> _Task item_: Counting every line in the entries below where the word "impl" occurs, report how many there are. Give only that number.

Collected data entries
--------

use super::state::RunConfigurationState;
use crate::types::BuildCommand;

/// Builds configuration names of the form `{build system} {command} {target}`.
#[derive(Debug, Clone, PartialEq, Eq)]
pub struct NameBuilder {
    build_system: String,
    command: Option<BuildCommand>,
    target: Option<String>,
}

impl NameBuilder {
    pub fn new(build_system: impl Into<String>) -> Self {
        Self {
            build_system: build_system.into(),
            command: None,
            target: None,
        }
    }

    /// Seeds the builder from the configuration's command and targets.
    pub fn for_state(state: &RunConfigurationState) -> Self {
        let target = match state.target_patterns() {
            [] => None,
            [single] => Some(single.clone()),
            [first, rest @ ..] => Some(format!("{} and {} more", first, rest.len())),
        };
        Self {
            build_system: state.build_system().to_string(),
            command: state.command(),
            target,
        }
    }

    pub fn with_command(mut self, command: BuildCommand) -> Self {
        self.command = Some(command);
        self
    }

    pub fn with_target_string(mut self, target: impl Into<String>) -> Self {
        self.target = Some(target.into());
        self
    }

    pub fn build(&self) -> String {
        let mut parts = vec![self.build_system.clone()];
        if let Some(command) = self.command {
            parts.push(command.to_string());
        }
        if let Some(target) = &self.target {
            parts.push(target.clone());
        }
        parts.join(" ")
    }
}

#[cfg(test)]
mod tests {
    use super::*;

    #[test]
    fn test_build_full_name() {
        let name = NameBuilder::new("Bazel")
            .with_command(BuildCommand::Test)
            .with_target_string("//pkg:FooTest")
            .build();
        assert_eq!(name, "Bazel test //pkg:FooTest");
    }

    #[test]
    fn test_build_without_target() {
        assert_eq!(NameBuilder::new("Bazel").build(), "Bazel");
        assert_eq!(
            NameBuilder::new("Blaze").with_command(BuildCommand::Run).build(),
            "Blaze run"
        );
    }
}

--------

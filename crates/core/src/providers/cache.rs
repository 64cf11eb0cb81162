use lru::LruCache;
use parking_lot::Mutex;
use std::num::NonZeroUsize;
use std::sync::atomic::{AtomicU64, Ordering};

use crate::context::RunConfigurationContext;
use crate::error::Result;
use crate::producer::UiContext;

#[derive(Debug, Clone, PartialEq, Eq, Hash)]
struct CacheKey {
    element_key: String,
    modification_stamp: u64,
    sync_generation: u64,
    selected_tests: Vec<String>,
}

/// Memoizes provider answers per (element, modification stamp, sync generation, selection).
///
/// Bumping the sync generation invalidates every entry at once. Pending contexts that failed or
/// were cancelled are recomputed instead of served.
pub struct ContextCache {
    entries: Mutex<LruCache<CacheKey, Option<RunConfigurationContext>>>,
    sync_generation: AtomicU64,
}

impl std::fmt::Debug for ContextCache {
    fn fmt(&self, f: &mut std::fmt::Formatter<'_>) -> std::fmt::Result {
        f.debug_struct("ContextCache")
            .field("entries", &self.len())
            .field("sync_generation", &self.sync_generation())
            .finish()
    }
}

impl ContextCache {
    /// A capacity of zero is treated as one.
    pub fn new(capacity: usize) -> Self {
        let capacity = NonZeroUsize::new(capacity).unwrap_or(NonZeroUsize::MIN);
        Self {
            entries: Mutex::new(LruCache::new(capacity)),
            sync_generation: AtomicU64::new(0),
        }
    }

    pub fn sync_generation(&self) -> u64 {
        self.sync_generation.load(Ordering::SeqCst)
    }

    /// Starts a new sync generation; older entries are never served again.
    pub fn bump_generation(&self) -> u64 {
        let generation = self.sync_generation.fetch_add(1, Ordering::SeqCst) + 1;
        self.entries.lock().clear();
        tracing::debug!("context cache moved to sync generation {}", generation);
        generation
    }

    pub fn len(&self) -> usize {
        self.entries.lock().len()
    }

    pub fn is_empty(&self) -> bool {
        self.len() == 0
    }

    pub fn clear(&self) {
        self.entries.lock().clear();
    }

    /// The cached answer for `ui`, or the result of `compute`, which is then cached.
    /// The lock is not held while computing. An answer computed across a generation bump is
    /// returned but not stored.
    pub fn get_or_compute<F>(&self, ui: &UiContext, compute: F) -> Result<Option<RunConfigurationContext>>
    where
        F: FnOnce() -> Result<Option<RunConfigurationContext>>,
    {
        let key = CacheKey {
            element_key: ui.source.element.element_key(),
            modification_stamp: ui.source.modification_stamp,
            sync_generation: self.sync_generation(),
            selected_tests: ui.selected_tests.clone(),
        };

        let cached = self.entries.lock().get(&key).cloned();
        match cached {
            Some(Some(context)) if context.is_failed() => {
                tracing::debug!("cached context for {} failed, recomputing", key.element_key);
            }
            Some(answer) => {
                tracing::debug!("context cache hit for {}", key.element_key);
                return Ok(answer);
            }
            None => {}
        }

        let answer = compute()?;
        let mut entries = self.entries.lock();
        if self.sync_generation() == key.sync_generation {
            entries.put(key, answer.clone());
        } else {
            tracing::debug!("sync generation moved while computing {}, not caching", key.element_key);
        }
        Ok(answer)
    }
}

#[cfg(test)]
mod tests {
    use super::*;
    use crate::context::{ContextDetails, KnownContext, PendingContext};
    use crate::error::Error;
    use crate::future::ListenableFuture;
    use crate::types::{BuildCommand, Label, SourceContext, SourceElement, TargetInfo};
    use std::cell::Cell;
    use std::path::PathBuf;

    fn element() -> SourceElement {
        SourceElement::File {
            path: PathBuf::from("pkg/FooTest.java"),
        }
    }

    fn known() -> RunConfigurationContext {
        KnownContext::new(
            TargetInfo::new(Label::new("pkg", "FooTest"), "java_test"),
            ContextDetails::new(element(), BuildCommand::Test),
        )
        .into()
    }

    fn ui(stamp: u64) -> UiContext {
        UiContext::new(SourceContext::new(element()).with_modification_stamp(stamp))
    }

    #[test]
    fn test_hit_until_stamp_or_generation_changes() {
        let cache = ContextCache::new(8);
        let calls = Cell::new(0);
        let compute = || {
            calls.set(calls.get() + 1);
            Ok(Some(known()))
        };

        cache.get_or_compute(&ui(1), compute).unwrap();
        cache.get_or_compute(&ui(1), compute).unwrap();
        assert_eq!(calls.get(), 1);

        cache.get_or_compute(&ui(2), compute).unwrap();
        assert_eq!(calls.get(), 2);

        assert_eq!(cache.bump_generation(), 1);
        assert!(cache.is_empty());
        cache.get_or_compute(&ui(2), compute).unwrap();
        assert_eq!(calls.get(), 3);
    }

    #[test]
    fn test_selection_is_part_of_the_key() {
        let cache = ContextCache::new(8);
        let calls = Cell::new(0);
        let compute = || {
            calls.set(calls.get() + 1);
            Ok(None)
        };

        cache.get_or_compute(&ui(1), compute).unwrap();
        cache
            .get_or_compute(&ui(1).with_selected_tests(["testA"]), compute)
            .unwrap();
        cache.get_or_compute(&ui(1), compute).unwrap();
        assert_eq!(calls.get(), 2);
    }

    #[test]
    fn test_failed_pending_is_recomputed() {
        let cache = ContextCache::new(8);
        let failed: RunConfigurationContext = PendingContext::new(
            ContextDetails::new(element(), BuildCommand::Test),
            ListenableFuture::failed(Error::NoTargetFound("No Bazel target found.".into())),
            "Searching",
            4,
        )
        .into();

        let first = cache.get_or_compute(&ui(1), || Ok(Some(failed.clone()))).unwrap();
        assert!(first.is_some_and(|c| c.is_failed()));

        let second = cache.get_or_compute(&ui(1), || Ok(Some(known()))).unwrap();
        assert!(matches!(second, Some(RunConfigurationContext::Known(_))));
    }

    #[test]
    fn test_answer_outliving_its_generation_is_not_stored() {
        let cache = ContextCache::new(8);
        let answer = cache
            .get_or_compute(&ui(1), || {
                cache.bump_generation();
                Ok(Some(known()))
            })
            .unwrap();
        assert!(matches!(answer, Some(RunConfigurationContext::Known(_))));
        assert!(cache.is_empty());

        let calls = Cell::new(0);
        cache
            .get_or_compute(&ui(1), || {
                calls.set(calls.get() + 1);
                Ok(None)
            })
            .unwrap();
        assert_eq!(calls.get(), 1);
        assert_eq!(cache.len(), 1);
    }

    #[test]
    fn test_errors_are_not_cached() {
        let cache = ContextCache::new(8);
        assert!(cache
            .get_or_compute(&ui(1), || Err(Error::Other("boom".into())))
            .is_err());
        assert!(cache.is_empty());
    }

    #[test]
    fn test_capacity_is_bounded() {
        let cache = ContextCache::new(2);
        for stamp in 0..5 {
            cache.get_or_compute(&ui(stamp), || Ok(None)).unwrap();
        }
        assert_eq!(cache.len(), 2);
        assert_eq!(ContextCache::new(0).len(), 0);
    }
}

--------

> _Response to the exercise_: 5